AEGEAN AND EASTERN MEDITERRANEAN
The Crossroads of History
March Through November 2017
(Links in Underlined Teal Text)
The following is an itinerary outline for a sailboat charter vacation cruising Greece and Turkey at once, more specifically for a charter sailing holiday aboard one of our crewed sailing yachts cruising between beaches, coves, and ancient destinations along the Carian coast of Turkey and among nearby Aegean islands of Greece.
Lindos, Rhodes, Greece. Pottery sherds dating from the third millennium indicate Lindos may be the oldest settlement on Rhodes. An easier fetch from Gocek, Turkey (see Flat-Water Sailing Holiday), than the 60 nautical mile distance would suggest, Lindos was in importance first among three equals which combined in 408 BC to build Rhodes Town, that year wielding an eastern maritime dominance and controlling numerous mainland settlements, including both Inlice adjacent to Gocek as well as Marmaris (see below). A waypoint for Saint Paul's captors in A.D. 60 while awaiting favorable winds. Miles of white sand beach behind which the medieval town lies below an ancient acropolis (acropolis stoa pictured at right). In the town several charming if pricey restaurants serving a rather uninspiring cuisine.

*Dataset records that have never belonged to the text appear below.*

//! Console capability interface
//!
//! `ConsoleBackend` is the whole set of kernel and process primitives the
//! session needs: the VT/KD ioctl dictionary plus privilege, ownership and
//! framebuffer access. `KernelBackend` is the Linux implementation; tests
//! drive the session through an in-memory one.

use std::io;
use std::os::fd::OwnedFd;
use std::os::unix::io::RawFd;
use std::path::Path;

use nix::sys::signal::Signal;
use serde::{Deserialize, Serialize};

/// Console display mode (KDSETMODE)
#[derive(Debug, Clone, Copy, PartialEq, Eq)]
pub enum KdMode {
    /// Character-addressed text console
    Text,
    /// Pixel-addressed graphics; kernel stops drawing the console
    Graphics,
}

/// VT switching policy (VT_SETMODE)
#[derive(Debug, Clone, Copy, PartialEq, Eq)]
pub enum VtSwitchMode {
    /// Kernel switches VTs on its own
    Auto,
    /// Kernel asks the owning process first, via the given signals
    Process { acquire: Signal, release: Signal },
}

/// Argument of VT_RELDISP
#[derive(Debug, Clone, Copy, PartialEq, Eq)]
pub enum DisplayRelease {
    /// Allow the pending switch away from our VT
    Release,
    /// Acknowledge that we took the VT back
    AckAcquire,
}

/// Whether the kernel offers VT multiplexing at all
#[derive(Debug, Clone, Copy, PartialEq, Eq)]
pub enum VtSupport {
    Available,
    Unavailable,
}

impl VtSupport {
    pub fn is_available(self) -> bool {
        self == VtSupport::Available
    }
}

/// When to zero the framebuffer on close
#[derive(Debug, Clone, Copy, PartialEq, Eq, Default, Serialize, Deserialize)]
#[serde(rename_all = "lowercase")]
pub enum WipePolicy {
    /// Wipe unless the architecture's console already clears it (x86)
    #[default]
    Auto,
    Always,
    Never,
}

impl WipePolicy {
    /// Resolve against a target architecture name (`std::env::consts::ARCH`)
    pub fn resolve(self, arch: &str) -> bool {
        match self {
            WipePolicy::Always => true,
            WipePolicy::Never => false,
            WipePolicy::Auto => !matches!(arch, "x86" | "x86_64"),
        }
    }
}

/// Capabilities detected at runtime, consumed by the session
#[derive(Debug, Clone, Copy, PartialEq, Eq)]
pub struct Platform {
    pub vt: VtSupport,
    pub wipe_framebuffer: bool,
}

impl Platform {
    pub fn detect<B: ConsoleBackend + ?Sized>(backend: &mut B, wipe: WipePolicy) -> Self {
        Self {
            vt: backend.vt_support(),
            wipe_framebuffer: wipe.resolve(std::env::consts::ARCH),
        }
    }
}

/// Kernel and process primitives used by the console session
pub trait ConsoleBackend {
    /// True when running with effective uid 0
    fn is_privileged(&self) -> bool;

    /// Real (invoking) uid and gid
    fn real_ids(&self) -> (u32, u32);

    fn device_exists(&self, path: &Path) -> bool;

    /// Start a new session without a controlling terminal
    fn detach_controlling_tty(&mut self) -> io::Result<()>;

    /// Open a console device read/write and non-blocking
    fn open_device(&mut self, path: &Path) -> io::Result<OwnedFd>;

    fn chown_device(&mut self, path: &Path, uid: u32, gid: u32) -> io::Result<()>;

    /// Probe the VT manager
    fn vt_support(&mut self) -> VtSupport;

    /// Currently active VT number (VT_GETSTATE)
    fn active_vt(&mut self) -> io::Result<u32>;

    /// First unused VT (VT_OPENQRY), `None` when all are taken
    fn free_vt(&mut self) -> io::Result<Option<u32>>;

    fn activate(&mut self, fd: RawFd, vtno: u32) -> io::Result<()>;

    /// Block until `vtno` is the active VT
    fn wait_active(&mut self, fd: RawFd, vtno: u32) -> io::Result<()>;

    fn set_kd_mode(&mut self, fd: RawFd, mode: KdMode) -> io::Result<()>;

    fn set_vt_mode(&mut self, fd: RawFd, mode: VtSwitchMode) -> io::Result<()>;

    /// Associate a display number with the VT.
    /// Kernels without the notion report `ErrorKind::Unsupported`.
    fn set_display_info(&mut self, fd: RawFd, display: u32) -> io::Result<()>;

    fn release_display(&mut self, fd: RawFd, how: DisplayRelease) -> io::Result<()>;

    /// Zero-fill the framebuffer at `path`, returning the number of bytes wiped
    fn wipe_framebuffer(&mut self, path: &Path) -> io::Result<usize>;
}

#[cfg(test)]
mod tests {
    use super::*;

    #[test]
    fn test_wipe_policy_resolve() {
        assert!(!WipePolicy::Auto.resolve("x86_64"));
        assert!(!WipePolicy::Auto.resolve("x86"));
        assert!(WipePolicy::Auto.resolve("aarch64"));
        assert!(WipePolicy::Always.resolve("x86_64"));
        assert!(!WipePolicy::Never.resolve("sparc64"));
    }
}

Rhodes Town, Greece. Twenty-four miles on the wind from Lindos and one hour by air from Athens, Rhodes Town in 2015 opened its first adequate facility for visiting yachts, a new marina just southeast of the main harbors. Alternatively it is occasionally possible for a yacht to squeeze into a vacant mooring against one of the harbor walls when those moorings have not been blocked by resident bareboat charter companies or by yacht agents in the employ of deep-pocketed others. On these occasions Rhodes Town offers an encompassing view of both ancient and medieval history while its many beaches attract those interested in the sun god Helios (see Greek Gods To Know). The seven-wonders Colossus in the image of Helios is said to have once stood upon the east wall of the smaller of Rhodes Town's three existing harbors abutting the old city. Within the old city there is ample evidence of the 1308-1522 presence of the Hospitaller Knights of Saint John of Jerusalem, including the restored palace of the grand master. Also within the walls are numerous archaeological sites gradually bringing to light a history beginning in 408 BC. Findings from these sites are housed in the 1000-bed Hospital of the Knights located on Museum Square. Here five hundred years ago the wounded, the injured, and the ill slept between linen sheets, ate off silver plate, and drank from silver goblets while attended by Hospitallers, all of noble blood. For dining in Hospitaller ambience today, try Taverna Ippotikon in the old city. It occupies the 1476 residence of a Hospitaller. Apparently a senior Hospitaller. For better fare including a superb pork barbeque at a more reasonable price try Outa Lapee (formerly Ta Filarakia) inside the Agora. Port of Entry.
Simi, Greece. Twenty-four miles from Rhodes Town, this home of long-gone shipbuilders and sea captains has a special charm in a striking island setting. A climb to its acropolis is a pleasant walk over whitewashed grouting along enchanting 19th century pedestrian ways to an unsurpassed view of the harbor below. At the harbor's edge motor bikes may be rented for excursions to one or more of the island's many beaches and to the monastery at Panormitis. In Simi Town they do more with Greek cuisine than in Rhodes Town, especially at Meraklis where Anna and Sotiris prepare a superb oven-baked lamb. Port of Entry.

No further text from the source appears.